Meilleur gardien du monde en 1994, Michel Preud’homme, sur le banc du FC Bruges depuis 2013, peut se targuer d’être devenu un entraîneur à succès. Ainsi que le premier à avoir donné sa chance à José Mourinho. À l'heure de mettre les pieds à Porto, le coach revient sur tout. À commencer par cette enfance passée à conduire des tracteurs.
Quand vous étiez enfant, il paraît que vous traîniez beaucoup dans la ferme du voisin…À 200 mètres de ma maison, il y avait une ferme qui n’était séparée de chez moi que par une prairie. J’étais un peu fasciné : on voit des tracteurs passer, des machines agricoles et les animaux bien sûr, surtout les vaches.
Quand on est petit, on vous met sur le tracteur, dans le champ, il roule à 3 à l’heure pendant que les autres chargent les ballots à la fourche, et voilà, ça a commencé comme ça : j’étais content, je conduisais le tracteur, on me disait : « Tout droit, tu suis la ligne. » J’ai fait ça chaque année, puis j’ai commencé à faire d’autres choses dans la ferme et finalement, je savais tout faire : semer, faucher, réparer les machines, traire, ça me passionnait… et ça m’a aussi permis de m’acheter mon premier vélo-moteur. Puis il y a eu cette anecdote : le jour où le gardien titulaire du Standard s’est blessé avant un tournoi appelé la Coupe d’été, j’étais en train de travailler dans une prairie. C’est le fermier qui est venu me dire qu’on avait téléphoné et que je devais être le lendemain à l’entraînement avec l’équipe première.
En 1994, vous êtes le gardien du Mondial. Qu’est-ce qui vous reste le plus en tête de cet été aux USA ?J’étais dans un état que certains appellent la transe. Moi j’appelle ça la forme : quand on est en super forme, on lit presque ce qui va se passer avant que ça n’arrive. C’est un phénomène de forme et de concentration extrême et tout paraît logique. Tu vois un mouvement, une frappe d’un joueur et tu peux anticiper, c’est le feeling, ce que tu recherches tout le temps parce que quand tu l’as connu, tu veux tout faire pour le retrouver.
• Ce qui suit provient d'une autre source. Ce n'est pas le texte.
//! histsync CLI: sync, read and inspect the local daily-history store.
//!
//! Commands:
//! - `sync`: bootstrap or delta-sync instruments into the store
//! - `read`: print a stored collection with canonical dates
//! - `status`: report collections, row counts and date ranges
//! - `members`: print the configured index constituents

use anyhow::{bail, Context, Result};
use clap::{Parser, Subcommand};
use histsync_core::data::{DataProvider, HistFeedProvider, ParquetStore, TimeSeriesStore};
use histsync_core::{SyncConfig, SyncEngine};
use std::path::PathBuf;
use tracing_subscriber::{layer::SubscriberExt, util::SubscriberInitExt};

#[derive(Parser)]
#[command(
    name = "histsync",
    about = "Keep a local time-series copy of daily price history in sync"
)]
struct Cli {
    /// TOML config file. Defaults apply when omitted.
    #[arg(long, global = true)]
    config: Option<PathBuf>,

    /// Store directory, overriding the config file.
    #[arg(long, global = true)]
    store_dir: Option<PathBuf>,

    /// Log level for histsync targets (overridden by RUST_LOG).
    #[arg(long, global = true, default_value = "info")]
    log_level: String,

    #[command(subcommand)]
    command: Commands,
}

#[derive(Subcommand)]
enum Commands {
    /// Bootstrap new instruments and append yesterday for existing ones.
    Sync {
        /// Instrument keys (e.g. 000651 600519).
        keys: Vec<String>,

        /// Sync the index constituents instead of (or in addition to) KEYS.
        #[arg(long, default_value_t = false)]
        index: bool,

        /// Only sync the first N keys.
        #[arg(long)]
        limit: Option<usize>,
    },
    /// Print a stored collection.
    Read {
        key: String,

        /// Only print the last N rows.
        #[arg(long)]
        tail: Option<usize>,
    },
    /// List stored collections with row counts and date ranges.
    Status,
    /// Print the index constituents.
    Members,
}

fn main() -> Result<()> {
    let cli = Cli::parse();

    tracing_subscriber::registry()
        .with(
            tracing_subscriber::EnvFilter::try_from_default_env()
                .unwrap_or_else(|_| format!("histsync={}", cli.log_level).into()),
        )
        .with(tracing_subscriber::fmt::layer().with_writer(std::io::stderr))
        .init();

    let config = load_config(cli.config.as_ref(), cli.store_dir)?;
    tracing::debug!(
        library = %config.library,
        store_dir = %config.store_dir.display(),
        "configuration loaded"
    );

    match cli.command {
        Commands::Sync { keys, index, limit } => run_sync(&config, keys, index, limit),
        Commands::Read { key, tail } => run_read(&config, &key, tail),
        Commands::Status => run_status(&config),
        Commands::Members => run_members(&config),
    }
}

fn load_config(path: Option<&PathBuf>, store_dir: Option<PathBuf>) -> Result<SyncConfig> {
    let mut config = match path {
        Some(path) => SyncConfig::from_file(path)
            .with_context(|| format!("loading config {}", path.display()))?,
        None => SyncConfig::default(),
    };
    if let Some(dir) = store_dir {
        config.store_dir = dir;
    }
    Ok(config)
}

fn build_engine(config: &SyncConfig) -> Result<SyncEngine> {
    let provider = HistFeedProvider::new(&config.provider)?;
    let store = ParquetStore::new(&config.store_dir);
    Ok(SyncEngine::new(store, provider, config.library.clone())
        .with_unused_columns(config.unused_columns.clone()))
}

fn run_sync(
    config: &SyncConfig,
    mut keys: Vec<String>,
    index: bool,
    limit: Option<usize>,
) -> Result<()> {
    if index {
        let provider = HistFeedProvider::new(&config.provider)?;
        let members = provider
            .list_index_members()
            .context("listing index members")?;
        tracing::info!(count = members.len(), "loaded index members");
        for member in members {
            if !keys.contains(&member) {
                keys.push(member);
            }
        }
    }
    if keys.is_empty() {
        bail!("no keys to sync: pass KEYS or --index");
    }
    if let Some(limit) = limit {
        keys.truncate(limit);
    }

    let mut engine = build_engine(config)?;
    let summary = engine.sync_many(&keys);

    println!(
        "Synced {} keys into '{}': {} bootstrapped, {} appended, {} skipped, {} empty, {} unavailable, {} failed",
        summary.total,
        engine.library_name(),
        summary.bootstrapped,
        summary.appended,
        summary.skipped,
        summary.empty,
        summary.unavailable,
        summary.failed(),
    );

    if !summary.all_succeeded() {
        for (key, err) in &summary.errors {
            eprintln!("Error for {key}: {err}");
        }
        std::process::exit(1);
    }

    Ok(())
}

fn run_read(config: &SyncConfig, key: &str, tail: Option<usize>) -> Result<()> {
    let mut engine = build_engine(config)?;
    let table = engine.read(key)?;
    let table = match tail {
        Some(n) => table.tail(Some(n)),
        None => table,
    };
    println!("{table}");
    Ok(())
}

fn run_status(config: &SyncConfig) -> Result<()> {
    let store = ParquetStore::new(&config.store_dir);
    if !store.library_exists(&config.library)? {
        println!(
            "Library '{}' does not exist under {}",
            config.library,
            config.store_dir.display()
        );
        return Ok(());
    }

    let library = store.open_library(&config.library)?;
    let keys = library.list_collection_keys()?;
    if keys.is_empty() {
        println!("Library '{}' is empty", config.library);
        return Ok(());
    }

    println!("Library: {} ({})", config.library, config.store_dir.display());
    println!("Collections: {}", keys.len());
    println!();
    println!("{:<10} {:<25} {:>8} {:<20}", "Key", "Date Range", "Rows", "Written");
    println!("{}", "-".repeat(66));
    for key in &keys {
        match library.collection_meta(key)? {
            Some(meta) => println!(
                "{:<10} {:<25} {:>8} {:<20}",
                key,
                format!("{} to {}", meta.first_date, meta.last_date),
                meta.row_count,
                meta.written_at.format("%Y-%m-%d %H:%M:%S"),
            ),
            None => println!("{:<10} {:<25} {:>8} {:<20}", key, "(no meta)", "-", "-"),
        }
    }

    Ok(())
}

fn run_members(config: &SyncConfig) -> Result<()> {
    let provider = HistFeedProvider::new(&config.provider)?;
    for member in provider.list_index_members()? {
        println!("{member}");
    }
    Ok(())
}
//! Serializable sync configuration, loaded from TOML.
//!
//! Every field has a default, so an empty file (or no file) is a valid config.

use crate::data::provider::DataError;
use crate::data::retry::RetryPolicy;
use crate::data::table::UNUSED_COLUMNS;
use serde::{Deserialize, Serialize};
use std::path::{Path, PathBuf};

/// Library holding the CN equities daily collections.
pub const DEFAULT_LIBRARY: &str = "ts_his_lib";

/// Top-level configuration for a sync run.
#[derive(Debug, Clone, Serialize, Deserialize, PartialEq)]
#[serde(default)]
pub struct SyncConfig {
    /// Name of the library that holds one collection per instrument.
    pub library: String,

    /// Root directory of the Parquet store.
    pub store_dir: PathBuf,

    /// Columns stripped from every fetched table before it is persisted.
    pub unused_columns: Vec<String>,

    pub provider: ProviderConfig,
}

impl Default for SyncConfig {
    fn default() -> Self {
        Self {
            library: DEFAULT_LIBRARY.to_string(),
            store_dir: PathBuf::from("data"),
            unused_columns: UNUSED_COLUMNS.iter().map(|c| c.to_string()).collect(),
            provider: ProviderConfig::default(),
        }
    }
}

impl SyncConfig {
    /// Load a config from a TOML file.
    pub fn from_file(path: &Path) -> Result<Self, DataError> {
        let content = std::fs::read_to_string(path)
            .map_err(|e| DataError::Config(format!("read {}: {e}", path.display())))?;
        Self::from_toml(&content)
    }

    /// Parse a config from a TOML string.
    pub fn from_toml(content: &str) -> Result<Self, DataError> {
        let config: Self =
            toml::from_str(content).map_err(|e| DataError::Config(format!("parse TOML: {e}")))?;
        config.validate()?;
        Ok(config)
    }

    fn validate(&self) -> Result<(), DataError> {
        if self.library.trim().is_empty() {
            return Err(DataError::Config("library name must not be empty".into()));
        }
        if self.provider.base_url.trim().is_empty() {
            return Err(DataError::Config("provider.base_url must not be empty".into()));
        }
        Ok(())
    }
}

/// Settings for the HTTP history feed.
#[derive(Debug, Clone, Serialize, Deserialize, PartialEq)]
#[serde(default)]
pub struct ProviderConfig {
    /// Scheme and host of the daily-history feed.
    pub base_url: String,

    /// CSV of index constituents with a `code` column.
    pub index_members_url: Option<String>,

    /// Per-request HTTP timeout.
    pub timeout_secs: u64,

    pub retry: RetryPolicy,
}

impl Default for ProviderConfig {
    fn default() -> Self {
        Self {
            base_url: "http://api.finance.ifeng.com".to_string(),
            index_members_url: None,
            timeout_secs: 30,
            retry: RetryPolicy::default(),
        }
    }
}
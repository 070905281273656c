//! End-to-end sync against the on-disk Parquet store, across process restarts.

mod common;

use common::{d, days, FakeFeed};
use histsync_core::data::{DataError, Library, ParquetStore, TimeSeriesStore};
use histsync_core::{FixedClock, SyncEngine, SyncOutcome};
use std::path::Path;

const LIB: &str = "ts_his_lib";

fn engine(root: &Path, feed: &FakeFeed, today: chrono::NaiveDate) -> SyncEngine {
    SyncEngine::new(ParquetStore::new(root), feed.clone(), LIB).with_clock(FixedClock(today))
}

fn library(root: &Path) -> Box<dyn Library> {
    ParquetStore::new(root).open_library(LIB).unwrap()
}

#[test]
fn bootstrap_then_daily_appends_survive_restarts() {
    let dir = tempfile::tempdir().unwrap();
    let feed = FakeFeed::with_days(&days(d(2024, 1, 1), 50)).with_extra_columns(&["ma5", "v_ma5"]);

    let outcome = engine(dir.path(), &feed, d(2024, 2, 20))
        .sync_one("000002")
        .unwrap();
    assert_eq!(outcome, SyncOutcome::Bootstrapped { rows: 50 });

    let meta = library(dir.path()).collection_meta("000002").unwrap().unwrap();
    assert_eq!(meta.row_count, 50);
    assert_eq!(meta.first_date, d(2024, 1, 1));
    assert_eq!(meta.last_date, d(2024, 2, 19));

    // Three more days, one process per day.
    for today in [d(2024, 2, 21), d(2024, 2, 22), d(2024, 2, 23)] {
        feed.push_day(today.pred_opt().unwrap());
        let outcome = engine(dir.path(), &feed, today).sync_one("000002").unwrap();
        assert_eq!(outcome, SyncOutcome::Appended { rows: 1 });
    }

    let stored = library(dir.path()).read_full("000002").unwrap();
    assert_eq!(stored.height(), 53);
    assert!(stored.column("ma5").is_err());
    assert!(stored.column("v_ma5").is_err());

    let meta = library(dir.path()).collection_meta("000002").unwrap().unwrap();
    assert_eq!(meta.last_date, d(2024, 2, 22));

    // Same-day rerun after a restart.
    let outcome = engine(dir.path(), &feed, d(2024, 2, 23))
        .sync_one("000002")
        .unwrap();
    assert_eq!(outcome, SyncOutcome::UpToDate);
    assert_eq!(library(dir.path()).read_full("000002").unwrap().height(), 53);
}

#[test]
fn library_marker_is_written_once() {
    let dir = tempfile::tempdir().unwrap();
    let feed = FakeFeed::with_days(&days(d(2024, 1, 1), 3));

    engine(dir.path(), &feed, d(2024, 1, 4)).sync_one("000651").unwrap();
    let marker = dir.path().join(LIB).join("library.json");
    let first = std::fs::read_to_string(&marker).unwrap();

    engine(dir.path(), &feed, d(2024, 1, 4)).sync_one("600519").unwrap();
    assert_eq!(std::fs::read_to_string(&marker).unwrap(), first);

    let keys = library(dir.path()).list_collection_keys().unwrap();
    assert_eq!(
        keys.into_iter().collect::<Vec<_>>(),
        ["000651".to_string(), "600519".to_string()]
    );
}

#[test]
fn read_before_any_sync_is_not_found() {
    let dir = tempfile::tempdir().unwrap();
    let feed = FakeFeed::with_days(&days(d(2024, 1, 1), 3));
    let mut engine = engine(dir.path(), &feed, d(2024, 1, 4));

    assert!(matches!(
        engine.read("000651"),
        Err(DataError::CollectionNotFound { .. })
    ));
    assert!(
        !dir.path().join(LIB).exists(),
        "read must not create the library"
    );
}

#[test]
fn path_like_key_is_refused_before_fetching() {
    let dir = tempfile::tempdir().unwrap();
    let feed = FakeFeed::with_days(&days(d(2024, 1, 1), 3));
    let mut engine = engine(dir.path(), &feed, d(2024, 1, 4));

    assert!(matches!(
        engine.sync_one("../../escaped"),
        Err(DataError::Store(_))
    ));
    assert!(feed.calls().is_empty());
    assert!(!dir.path().join("escaped").exists());
    assert!(!dir.path().join(LIB).join("escaped").exists());

    let summary = engine.sync_many(["000651", "../escaped"]);
    assert_eq!(summary.bootstrapped, 1);
    assert_eq!(summary.failed(), 1);
    assert_eq!(
        library(dir.path())
            .list_collection_keys()
            .unwrap()
            .into_iter()
            .collect::<Vec<_>>(),
        ["000651".to_string()]
    );
}

#[test]
fn corrupt_collection_is_rebootstrapped() {
    let dir = tempfile::tempdir().unwrap();
    let feed = FakeFeed::with_days(&days(d(2024, 1, 1), 10));
    engine(dir.path(), &feed, d(2024, 1, 11)).sync_one("000651").unwrap();

    let collection = dir.path().join(LIB).join("symbol=000651");
    std::fs::write(collection.join("data.parquet"), b"not parquet").unwrap();

    let mut engine = engine(dir.path(), &feed, d(2024, 1, 11));
    assert!(engine.read("000651").is_err());
    assert!(collection.join("data.parquet.quarantined").exists());

    assert_eq!(
        engine.sync_one("000651").unwrap(),
        SyncOutcome::Bootstrapped { rows: 10 }
    );
    assert_eq!(engine.read("000651").unwrap().height(), 10);
}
À côté de ça, le titre de meilleur gardien doit finalement vous apporter moins de sensation…C’est pas la même chose. Quand on reçoit un trophée individuel, ça fait plaisir, c’est un accomplissement : Soulier d’or, meilleur gardien du monde, meilleur gardien de Coupe du monde… Déjà, être plébiscité en Belgique, c’est bien, mais alors quand tu vois tous les gardiens dans le monde entier, ben tu te dis : « C’est énorme » , mais tu n’en profites pas, ce n’est pas la même joie que quand tu gagnes une Coupe, un championnat et que tu exploses. Là, tu es seul.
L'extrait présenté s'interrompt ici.